You load the HTML into a DOMDocument class, load that into simpleXML. Then you do an XPath query for all p elements and then loop through them. On each loop, you rename the class attribute to something like “killmeplease”.

When that’s done, reoutput the simpleXML as XML (which, by the way, may change the HTML, but usually only for the better), and you will have a HTML string where each p has a class of “killmeplease”. Use str_replace to actually remove them.

Example:

$html_file = "somehtmlfile.html";

$dom = new DOMDocument();
$dom->loadHTMLFile($html_file);

$xml = simplexml_import_dom($dom);

$paragraphs = $xml->xpath("//p");

foreach($paragraphs as $paragraph) {
     $paragraph['class'] = "killmeplease";
 }

 $new_html = $xml->asXML();

 $better_html = str_replace('class="killmeplease"', "", $new_html);

Or, if you want to make the code more simple but tangle with preg_replace, you could go with:

$html_file = "somehtmlfile.html";
$html_string = file_get_contents($html_file);

$bad_p_class = "/(<p ).*(class=.*)(\s.*>)/";

$better_html = preg_replace($bad_p_class, '$1 $3', $html_string);

The tricky part with regular expressions is they tend to be greedy and trying to turn that off can cause problems if your p element tag has a line break in it. But give either of those a shot.

Answer:

HTML Purifier

HTML can be very tricky to regex because of the hundreds of different ways code can be written or formatted.
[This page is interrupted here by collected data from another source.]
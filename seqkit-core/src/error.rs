//! Error types for seqkit parsing

/// Errors produced by the strict number parser
///
/// The public transformations never surface these; they map any error
/// to the zero fallback.
#[derive(Debug, Clone, Copy, PartialEq, Eq)]
pub enum SeqError {
    /// Empty or whitespace-only numeric text
    EmptyInput,
    /// Text is not a decimal literal or `Infinity`
    InvalidNumber,
    /// `0x`/`0o`/`0b` prefix not followed by valid digits
    InvalidRadixLiteral,
}

impl core::fmt::Display for SeqError {
    fn fmt(&self, f: &mut core::fmt::Formatter<'_>) -> core::fmt::Result {
        let msg = match self {
            SeqError::EmptyInput => "Empty numeric text",
            SeqError::InvalidNumber => "Invalid numeric literal",
            SeqError::InvalidRadixLiteral => "Invalid hex, octal or binary literal",
        };
        write!(f, "{msg}")
    }
}

#[cfg(feature = "std")]
impl std::error::Error for SeqError {}

/// Result type for seqkit parsing
pub type Result<T> = core::result::Result<T, SeqError>;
The HTML purifier is a mature open source library for cleaning up HTML. I would advise its usage in this case.

In HTML purifier’s configuration documentation, you can specify classes and attributes which should be allowed and what the purifier should do if it finds them.
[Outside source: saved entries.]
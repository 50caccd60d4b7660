//! Per-stream configuration and software-side bookkeeping.
//!
//! A [`Stream`] record is purely internal state, owned by [`crate::Ip`] in a
//! `Vec` indexed by stream number; integrators never see `Stream` directly,
//! only the opaque [`StreamHandle`] returned by [`crate::Ip::stream`]. This
//! keeps an out-of-range stream number unrepresentable once a handle has
//! been acquired (invariant I1), instead of re-checking it on every call.

use crate::regs::RecMode;
use crate::window::WindowDescriptor;

/// Window-based IRQ callback: invoked once per newly completed window, in
/// window order, with spurious re-deliveries suppressed by the driver.
///
/// Requires `win_overwrite == false` in the stream's [`StreamConfig`]; the
/// window is not released for reuse until [`crate::Ip::mark_as_free`] is
/// called. The second parameter is whatever [`UserArg`] was passed to
/// [`crate::Ip::set_irq_callback_win`].
pub type WinIrqFn = fn(WindowDescriptor, UserArg);

/// Stream-based IRQ callback: invoked once per IRQ that named this stream,
/// regardless of how many windows (if any) completed. The integrator is on
/// their own for figuring out what happened. The second parameter is
/// whatever [`UserArg`] was passed to [`crate::Ip::set_irq_callback_str`].
pub type StrIrqFn = fn(StreamHandle, UserArg);

/// Opaque context pointer threaded through to IRQ callbacks, unexamined by
/// the driver itself. Kept as a raw pointer instead of a closure so callback
/// dispatch stays a plain function pointer with no heap-allocated
/// environment.
///
/// Carries no type or lifetime information: it is the integrator's
/// responsibility that whatever it points to outlives every IRQ in which it
/// might be dereferenced.
#[derive(Debug, Clone, Copy, PartialEq, Eq)]
pub struct UserArg(*mut ());

impl UserArg {
    /// The null argument, for callbacks that need no context.
    pub const fn null() -> Self {
        UserArg(std::ptr::null_mut())
    }

    /// Wraps a raw pointer for later retrieval via [`UserArg::as_ptr`].
    pub fn new<T>(ptr: *mut T) -> Self {
        UserArg(ptr as *mut ())
    }

    /// Recovers the wrapped pointer. The caller must request the same `T`
    /// the argument was constructed with; the driver itself never does this.
    pub fn as_ptr<T>(self) -> *mut T {
        self.0 as *mut T
    }
}

impl Default for UserArg {
    fn default() -> Self {
        UserArg::null()
    }
}

/// Opaque handle to one stream of an [`crate::Ip`] instance.
///
/// Can only be constructed by [`crate::Ip::stream`], which validates the
/// stream number up front. Every other operation taking a `StreamHandle` is
/// therefore free to index without re-checking `IllegalStrNr`.
#[derive(Debug, Clone, Copy, PartialEq, Eq, Hash)]
pub struct StreamHandle(pub(crate) u8);

impl StreamHandle {
    /// The stream number this handle refers to.
    pub fn nr(self) -> u8 {
        self.0
    }
}

/// Settings applied by [`crate::Ip::configure`].
///
/// See [`crate::regs::RecMode`] for the recording-mode semantics.
#[derive(Debug, Clone, Copy, PartialEq, Eq)]
pub struct StreamConfig {
    /// Number of post-trigger samples to record, including the trigger
    /// sample itself.
    pub post_trig_samples: u32,
    pub rec_mode: RecMode,
    /// Treat each window as its own ring buffer (`true`) vs. linear,
    /// stop-at-end (`false`).
    pub win_as_ringbuf: bool,
    /// Allow the hardware to overwrite a window's data even if it has not
    /// been acknowledged via [`crate::Ip::mark_as_free`]. Window-based IRQ
    /// handling requires this to be `false`.
    pub win_overwrite: bool,
    /// Number of windows to use for this stream (`1..=max_windows`).
    pub win_cnt: u8,
    /// DMA start address of this stream's buffer, in the IP's address
    /// space.
    pub buf_start_addr: u32,
    /// Size of each window, in bytes. Must be a multiple of the sample
    /// width.
    pub win_size: u32,
    /// Width of one sample, in bits. Must be a positive multiple of 8.
    pub stream_width_bits: u16,
}

/// Internal per-stream record.
#[derive(Debug, Clone)]
pub(crate) struct Stream {
    pub(crate) nr: u8,
    pub(crate) configured: bool,
    pub(crate) width_bytes: u8,
    pub(crate) windows: u8,
    /// Last window a window-IRQ callback was invoked for. `None` means
    /// nothing has been processed yet.
    pub(crate) last_proc_win: Option<u8>,
    /// Bitmap of windows whose window-IRQ callback has fired but which have
    /// not yet been released via [`crate::Ip::mark_as_free`].
    pub(crate) irq_called_win: u32,
    pub(crate) irq_fct_win: Option<WinIrqFn>,
    pub(crate) irq_fct_str: Option<StrIrqFn>,
    pub(crate) irq_arg: UserArg,
    pub(crate) buf_start: u32,
    pub(crate) win_size: u32,
    pub(crate) post_trig: u32,
}

impl Stream {
    pub(crate) fn new(nr: u8) -> Self {
        Stream {
            nr,
            configured: false,
            width_bytes: 0,
            windows: 0,
            last_proc_win: None,
            irq_called_win: 0,
            irq_fct_win: None,
            irq_fct_str: None,
            irq_arg: UserArg::null(),
            buf_start: 0,
            win_size: 0,
            post_trig: 0,
        }
    }
}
http://htmlpurifier.org/docs/

Answer:

$html = "<p id='fine' class='r3e1 b4d 1' style='widows: inherit;'>";    
preg_replace('/\sclass=[\'|"][^\'"]+[\'|"]/', '', $html);

If you are being put to the test against Microsoft Office-exported HTML you’ll need more than class-removal but HTML Tidy has a config flag just for Microsoft Office!

Otherwise, this should be safer than some other answers given they are a little greedy and you don’t know what sort of encapsulation will be used (' or ").
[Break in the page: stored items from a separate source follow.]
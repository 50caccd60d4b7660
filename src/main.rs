//! Demo integrator for the DMA recorder driver.
//!
//! Walks through the lifecycle a real integrator follows: bring up the IP,
//! configure one stream for window-based IRQ handling, arm it, and drive a
//! couple of simulated interrupts through [`Ip::handle_irq`]. Backed by an
//! in-process fake register/DMA space instead of real hardware so this runs
//! anywhere `cargo run` does.

use std::cell::RefCell;
use std::collections::HashMap;
use std::num::NonZeroU8;

use daq_driver::regs::RecMode;
use daq_driver::{AccessFns, Ip, StreamConfig, UserArg, WindowDescriptor};

thread_local! {
    static REGS: RefCell<HashMap<u32, u32>> = RefCell::new(HashMap::new());
    static MEM: RefCell<HashMap<u32, u8>> = RefCell::new(HashMap::new());
}

fn fake_reg_write(addr: u32, value: u32) {
    REGS.with(|r| {
        r.borrow_mut().insert(addr, value);
    });
}

fn fake_reg_read(addr: u32) -> u32 {
    REGS.with(|r| *r.borrow().get(&addr).unwrap_or(&0))
}

/// SAFETY: `src`/`dst` are only ever addresses this demo itself populated via
/// [`MEM`]; there's no real DMA engine behind them.
unsafe fn fake_data_copy(dst: *mut u8, src: *const u8, n: usize) {
    let src_addr = src as usize as u32;
    MEM.with(|m| {
        let m = m.borrow();
        for i in 0..n {
            let byte = *m.get(&(src_addr + i as u32)).unwrap_or(&0);
            dst.add(i).write(byte);
        }
    });
}

const BASE_ADDR: u32 = 0x4000_0000;
const STREAM_WIDTH_BITS: u16 = 32;
const WIN_SIZE: u32 = 256;
const BUF_START: u32 = 0x1000;

/// System ISR: whatever the platform's interrupt dispatcher looks like, it
/// ends up calling this on every assertion of the IP's shared IRQ line.
fn on_daq_irq(ip: &mut Ip) {
    ip.handle_irq();
}

fn main() {
    env_logger::init();

    let access = AccessFns {
        reg_write: fake_reg_write,
        reg_read: fake_reg_read,
        data_copy: fake_data_copy,
    };
    let mut ip = Ip::init(BASE_ADDR, 1, NonZeroU8::new(4).unwrap(), Some(access));
    let stream = ip.stream(0).expect("stream 0 exists on a 1-stream IP");

    let cfg = StreamConfig {
        post_trig_samples: 4,
        rec_mode: RecMode::TriggerMask,
        win_as_ringbuf: false,
        win_overwrite: false,
        win_cnt: 4,
        buf_start_addr: BUF_START,
        win_size: WIN_SIZE,
        stream_width_bits: STREAM_WIDTH_BITS,
    };
    ip.configure(stream, &cfg).expect("configuration is valid");
    ip.set_irq_callback_win(stream, Some(log_window_callback_shim), UserArg::null())
        .expect("no stream-based callback is installed on this stream");
    ip.set_enable(stream, true);
    ip.set_irq_enable(stream, true);
    ip.arm(stream);

    log::info!("stream 0 armed, waiting for triggers");

    // Simulate the hardware completing window 0: 21 samples recorded, the
    // trigger at sample 15 (4 post-trigger samples recorded after it, as
    // configured), comfortably clear of the window's wrap boundary.
    let width_bytes = STREAM_WIDTH_BITS as u32 / 8;
    let win0_start = BUF_START;
    let recorded_samples = 21;
    let last_spl_addr = win0_start + (recorded_samples - 1) * width_bytes;
    ip.debug_write32(0x4000, (recorded_samples * width_bytes) | (1 << 31));
    ip.debug_write32(0x4004, last_spl_addr);
    ip.debug_write32(0x20C, 0); // LASTWIN
    ip.debug_write32(0x010, 1); // IRQVEC: stream 0 pending

    on_daq_irq(&mut ip);

    // `WinIrqFn` is a plain `fn` pointer with no capture slot, so the
    // callback above can only log that a window arrived; a real integrator
    // typically has it reach a fixed global/singleton driver instance to do
    // the actual read. This demo does that read here instead.
    let win = WindowDescriptor {
        stream,
        win_nr: 0,
    };
    let available_pre_trig = ip
        .get_pre_trig_samples(win)
        .expect("window contains a trigger");
    log::info!("{} pre-trigger samples available", available_pre_trig);

    let pre_trig = 3;
    let post_trig = 1;
    let mut buffer = vec![0u8; ((pre_trig + post_trig) * width_bytes) as usize];
    ip.get_data_unwrapped(win, pre_trig, post_trig, &mut buffer)
        .expect("unwrap the requested payload");
    log::info!("read {} bytes of trigger-relative payload", buffer.len());
    ip.mark_as_free(win).expect("window index is in range");
}

/// Window-based IRQ callback: fired once per completed window, in order.
fn log_window_callback_shim(win: WindowDescriptor, _arg: UserArg) {
    log::info!(
        "window IRQ fired for stream {} window {}",
        win.stream.nr(),
        win.win_nr
    );
}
Note: The pattern is actually /\sclass=['|"][^'"]+['|"]/ but, as there are both inverted commas (") apostrophes ('), I had to escape all occurrences of one (\') to encapsulate the pattern.

Answer:

I would do something like this on jQuery. Place this in your page header:

$(document).ready(function(){
$(p).each(function(){
     $(this).removeAttr("class");
     //or  $(this).removeclass("className");
})

});